Matthew 10:30    but the very hairs of your head are all numbered.

Psalm 139:13    For you formed my inmost being. You knit me together in my mother's womb.


Please remember you are important too.


I love you,


Malinda A. Gottschalk  :-)  XOXOXO







11/24/14 - Monday - A Mess!






This is Kelsey's room for the most part right now.  At the same time, it's what the inside of my head looks like, exactly.

Last Monday, I made a commitment to Kelsey.  That commitment came in the form of a promise that if her room was not picked up by yesterday, I would be posting a picture of it and sharing.

That is one of many commitments I have made to Kelsey.  Even more it's part of a commitment I made to God as a teenager.

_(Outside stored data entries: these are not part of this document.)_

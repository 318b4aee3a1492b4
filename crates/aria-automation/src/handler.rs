//! The automation handler
//!
//! Owns the loaded automations and connects their triggers to the
//! scheduler (interval, cron) and the event bus (event, state). Every
//! trigger firing funnels through [`AutomationHandler::handle_trigger`],
//! which walks the automations in load order, gates on the enabled
//! flag and the condition list, and runs the action list. Automations
//! are isolated from each other: a condition error or failed action in
//! one never stops the others.

use std::collections::HashSet;
use std::sync::Arc;

use serde_json::json;
use tracing::{debug, error, trace, warn};

use aria_scheduler::{JobSchedule, Scheduler};
use aria_skills::SkillRegistry;
use aria_state_machine::StateMachine;

use crate::action::ActionRunner;
use crate::automation::Automation;
use crate::condition::ConditionEvaluator;
use crate::trigger::{Trigger, TriggerSpec};

/// Connects automations to the scheduler and event bus and dispatches
/// trigger firings to their actions
pub struct AutomationHandler {
    automations: Vec<Automation>,
    state_machine: Arc<StateMachine>,
    scheduler: Arc<Scheduler>,
    evaluator: ConditionEvaluator,
    runner: ActionRunner,
}

impl AutomationHandler {
    /// Create a handler over a loaded automation list
    ///
    /// Returns an `Arc` because trigger registration hands weak
    /// references to scheduler jobs and bus listeners.
    pub fn new(
        automations: Vec<Automation>,
        state_machine: Arc<StateMachine>,
        scheduler: Arc<Scheduler>,
        skills: Arc<SkillRegistry>,
    ) -> Arc<Self> {
        let evaluator = ConditionEvaluator::new(Arc::clone(&state_machine));
        let runner = ActionRunner::new(Arc::clone(&state_machine), evaluator.clone(), skills);
        Arc::new(Self {
            automations,
            state_machine,
            scheduler,
            evaluator,
            runner,
        })
    }

    /// The loaded automations, in rule-file order
    pub fn automations(&self) -> &[Automation] {
        &self.automations
    }

    /// Look up an automation by alias
    pub fn automation(&self, alias: &str) -> Option<&Automation> {
        self.automations.iter().find(|a| a.alias == alias)
    }

    /// Register every automation's triggers
    ///
    /// Scheduler job ids are derived from the alias and the trigger's
    /// position, so two automations never collide. A trigger that fails
    /// to register (empty interval, bad cron expression) disables its
    /// automation and is skipped; all other automations still register.
    ///
    /// Registration is deduplicated by trigger type and data: when two
    /// automations carry an identical trigger, only the first gets a
    /// listener or job. A firing already reaches every matching
    /// automation through [`AutomationHandler::handle_trigger`], so a
    /// second registration would run them all twice per firing.
    pub fn register_triggers(self: &Arc<Self>) {
        let mut registered = HashSet::new();
        for automation in &self.automations {
            for (index, spec) in automation.triggers.iter().enumerate() {
                let firing_key = format!(
                    "{}:{}",
                    spec.kind(),
                    serde_json::Value::Object(spec.data_map())
                );
                if registered.contains(&firing_key) {
                    debug!(
                        alias = %automation.alias,
                        index,
                        kind = spec.kind(),
                        "Identical trigger already registered, sharing its firings"
                    );
                    continue;
                }
                match self.register_one(automation, index, spec) {
                    Ok(()) => {
                        registered.insert(firing_key);
                    }
                    Err(e) => {
                        warn!(
                            alias = %automation.alias,
                            index,
                            error = %e,
                            "Trigger registration failed, disabling automation"
                        );
                        automation.disable();
                        break;
                    }
                }
            }
        }
    }

    fn register_one(
        self: &Arc<Self>,
        automation: &Automation,
        index: usize,
        spec: &TriggerSpec,
    ) -> Result<(), crate::trigger::TriggerError> {
        let trigger = Trigger::new(self);
        match spec {
            TriggerSpec::Interval { .. } => {
                let duration = spec.interval_duration()?;
                let data = spec.data_map();
                self.scheduler.add_job(
                    job_id(&automation.alias, index),
                    JobSchedule::interval(duration),
                    move || trigger.fire("interval", data.clone()),
                );
            }
            TriggerSpec::Cron { expression } => {
                let schedule = JobSchedule::cron(expression).map_err(|e| {
                    crate::trigger::TriggerError::InvalidCron {
                        expression: expression.clone(),
                        reason: e.to_string(),
                    }
                })?;
                let data = spec.data_map();
                self.scheduler.add_job(
                    job_id(&automation.alias, index),
                    schedule,
                    move || trigger.fire("cron", data.clone()),
                );
            }
            TriggerSpec::Event { event_name } => {
                let name = event_name.clone();
                self.state_machine
                    .listen_event(event_name.as_str(), move |_event| {
                        let data = match json!({ "event_name": name }) {
                            serde_json::Value::Object(map) => map,
                            _ => unreachable!(),
                        };
                        trigger.fire("event", data);
                    });
            }
            TriggerSpec::State { entity_id } => {
                let id = entity_id.clone();
                self.state_machine
                    .listen_state(entity_id.as_str(), move |_event| {
                        let data = match json!({ "entity_id": id }) {
                            serde_json::Value::Object(map) => map,
                            _ => unreachable!(),
                        };
                        trigger.fire("state", data);
                    });
            }
        }
        debug!(alias = %automation.alias, index, kind = spec.kind(), "Registered trigger");
        Ok(())
    }

    /// Dispatch one trigger firing
    ///
    /// Walks the automations in load order. An automation runs when it
    /// is enabled, one of its triggers matches the firing, and its
    /// condition list holds. A condition error (unknown entity) or a
    /// failing action only affects that automation.
    pub fn handle_trigger(
        &self,
        trigger_type: &str,
        trigger_data: &serde_json::Map<String, serde_json::Value>,
    ) {
        for automation in &self.automations {
            if !automation.is_enabled() {
                continue;
            }
            if !automation
                .triggers
                .iter()
                .any(|t| t.matches(trigger_type, trigger_data))
            {
                continue;
            }

            match self.evaluator.check_condition(&automation.conditions) {
                Ok(true) => {
                    debug!(alias = %automation.alias, "Running automation");
                    let outcome = self.runner.choose_action(&automation.actions);
                    if outcome.failed > 0 {
                        warn!(
                            alias = %automation.alias,
                            failed = outcome.failed,
                            executed = outcome.executed,
                            "Automation finished with failed actions"
                        );
                    }
                }
                Ok(false) => {
                    trace!(alias = %automation.alias, "Conditions not met");
                }
                Err(e) => {
                    error!(
                        alias = %automation.alias,
                        error = %e,
                        "Condition check failed, skipping this automation"
                    );
                }
            }
        }
    }
}

fn job_id(alias: &str, index: usize) -> String {
    format!("{alias}/trigger-{index}")
}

In previous posts I've stated that commitment and I intend on keeping it!

I promised God that when I had children I would make the changes I needed to make.

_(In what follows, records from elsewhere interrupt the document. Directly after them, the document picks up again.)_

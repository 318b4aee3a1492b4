//! Event bus with synchronous pub/sub for the Aria automation engine
//!
//! This crate provides the EventBus, the central message broker of the
//! engine. Components register listener callbacks for event types and
//! fire events at them; listeners run synchronously on the firing
//! thread, in registration order.

use std::collections::HashMap;
use std::sync::atomic::{AtomicU64, Ordering};
use std::sync::{Arc, Mutex};

use aria_core::{Event, EventType};
use tracing::{debug, trace, warn};

/// A listener callback invoked with each matching event
pub type Listener = Arc<dyn Fn(&Event) + Send + Sync>;

/// A unique identifier for an event listener
#[derive(Debug, Clone, Copy, PartialEq, Eq, Hash)]
pub struct ListenerId(u64);

struct Registration {
    id: ListenerId,
    callback: Listener,
}

/// The event bus for publishing and subscribing to events
///
/// The listener table is guarded by a single mutex; the lock is never
/// held while a callback runs, so listeners may fire further events or
/// add and remove listeners without deadlocking.
pub struct EventBus {
    listeners: Mutex<HashMap<EventType, Vec<Registration>>>,
    next_listener_id: AtomicU64,
}

impl EventBus {
    /// Create a new event bus
    pub fn new() -> Self {
        Self {
            listeners: Mutex::new(HashMap::new()),
            next_listener_id: AtomicU64::new(1),
        }
    }

    /// Register a listener for an event type
    ///
    /// Listeners for the same event type are invoked in registration
    /// order. Returns the id to use with [`EventBus::remove_listener`].
    pub fn add_listener(
        &self,
        event_type: impl Into<EventType>,
        callback: impl Fn(&Event) + Send + Sync + 'static,
    ) -> ListenerId {
        let event_type = event_type.into();
        let id = ListenerId(self.next_listener_id.fetch_add(1, Ordering::SeqCst));
        trace!(event_type = %event_type, listener_id = id.0, "Adding listener");

        let mut listeners = self.listeners.lock().unwrap_or_else(|e| e.into_inner());
        listeners.entry(event_type).or_default().push(Registration {
            id,
            callback: Arc::new(callback),
        });
        id
    }

    /// Remove a single listener registration
    ///
    /// Returns `true` when a registration was removed, `false` when no
    /// matching registration exists. A listener removed while an
    /// emission of its event type is in progress will not be invoked
    /// again during that emission.
    pub fn remove_listener(&self, event_type: impl Into<EventType>, id: ListenerId) -> bool {
        let event_type = event_type.into();
        let mut listeners = self.listeners.lock().unwrap_or_else(|e| e.into_inner());

        let Some(registrations) = listeners.get_mut(&event_type) else {
            return false;
        };
        let before = registrations.len();
        registrations.retain(|r| r.id != id);
        let removed = registrations.len() < before;
        if registrations.is_empty() {
            listeners.remove(&event_type);
        }
        if removed {
            trace!(event_type = %event_type, listener_id = id.0, "Removed listener");
        }
        removed
    }

    /// Fire an event at every listener registered for its type
    ///
    /// Listeners are invoked synchronously, in registration order, on
    /// the calling thread. Firing an event type nobody listens to is a
    /// logged no-op. Each listener's registration is re-checked right
    /// before it runs, so removals earlier in the same emission take
    /// effect immediately.
    pub fn emit_event(&self, event: &Event) {
        debug!(event_type = %event.event_type, "Firing event");

        let snapshot: Vec<(ListenerId, Listener)> = {
            let listeners = self.listeners.lock().unwrap_or_else(|e| e.into_inner());
            match listeners.get(&event.event_type) {
                Some(registrations) => registrations
                    .iter()
                    .map(|r| (r.id, Arc::clone(&r.callback)))
                    .collect(),
                None => {
                    warn!(event_type = %event.event_type, "No listeners for event type");
                    return;
                }
            }
        };

        for (id, callback) in snapshot {
            if self.is_registered(&event.event_type, id) {
                callback(event);
            }
        }
    }

    /// Number of listeners registered for an event type
    pub fn listener_count(&self, event_type: impl Into<EventType>) -> usize {
        let event_type = event_type.into();
        let listeners = self.listeners.lock().unwrap_or_else(|e| e.into_inner());
        listeners.get(&event_type).map(Vec::len).unwrap_or(0)
    }

    fn is_registered(&self, event_type: &EventType, id: ListenerId) -> bool {
        let listeners = self.listeners.lock().unwrap_or_else(|e| e.into_inner());
        listeners
            .get(event_type)
            .map(|regs| regs.iter().any(|r| r.id == id))
            .unwrap_or(false)
    }
}

impl Default for EventBus {
    fn default() -> Self {
        Self::new()
    }
}

/// Thread-safe wrapper for EventBus
pub type SharedEventBus = Arc<EventBus>;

That commitment includes:  no secrets, sharing what God has taught me and striving to reach the dreams he has given me.

The old Malinda doesn't like sharing everything with the world and keeps herself tied in knots with the stress she puts herself under.  It makes for a huge mess.

This new Malinda doesn't want that stress anymore.  I want to share what God has taught me with all of you and help others to grow too.

It's like one beautiful picture that was in an exhibit while I was working for the Waterford Cultural Council.  Let me see if I can paint this picture in words for you.

The artist had visited Tuscany and on the canvas she painted a beautiful sunset she had seen while there.  Then the artist painted screws on the canvas.  Along with the screws there were strips of clothe painted.  Some of these pieces of clothe were tightly wound around various screws.  Other strips of clothe were loosely bound around the screws.  There were, also, pieces of clothe that had been loosened from the screws and appeared to be floating away.  I asked the artist to explain to me what the painting represented to her.

The artist said she loved the beautiful sunset in Tuscany.  The artist further explained that she had battled with cancer.  After having cancer, she wanted to free herself from the world and it's boundaries.  The screws represented those boundaries.  The pieces of clothe represented those boundaries being loosened and her being freed.

That artist and her painting have inspired me since that conversation.

As I grow in my relationship with God while raising Kelsey as he wants me too, I am freeing myself.

I want that freedom for Kelsey too.

No secrets, being able to talk about her feelings through the good and the bad, being comfortable in the body she has been given, how to apologize, how to forgive, how to accept people for who they are and where they are, how to keep your commitments, how to reach for her dreams, how to be the person God wants her to be no matter what gets thrown her way.

I can't share these things with her or you if I don't know them for myself.

God has given me so many confirmations that I am on the right path.  It's my choice.

There's no coincidence in how God works.

Kelsey has her messes and I have mine.  It's no secret.

I'm going to share.  Sharing is part of letting go of the mess and myself, so I can grow and be free.


Wednesday, November 5, 2014

11/05/14 - Thursday - Reminder to Self - Refresher on the 7 Habits Quadrants

  • Quadrant 1 - Urgent, Important  (Get things done in a timely manner so you don't end up here.)
  • Quadrant 2 - Important, But Not Urgent (Good job...This is where you want to be.)
  • Quadrant 3 - Urgent, Not Important (Somebody Else Has an Urgent Problem - It's Theirs to Resolve.)
  • Quadrant 4 - Not Urgent, Not Important (Distractions, Rerunning Things Through Your Head too Much.  - STAY AWAY!)


A much needed self-service reminder.

I went into Quadrants 3 and then 4 because of 3 and failed to get myself back into 2, then a Quadrant 2 came along with another Quadrant 3.  I still didn't get back to Quadrant 2.  Meanwhile that first Quadrant 2 was way past it's bedtime.

If you understood that last paragraph,  it's time for you to go to bed too!

We'll both try again tomorrow.

Hey!  At least, I learned how to make a paper airplane that actually will stay aloft out of the deal.  I'm not sure whether this knowledge will be handy in the future or not????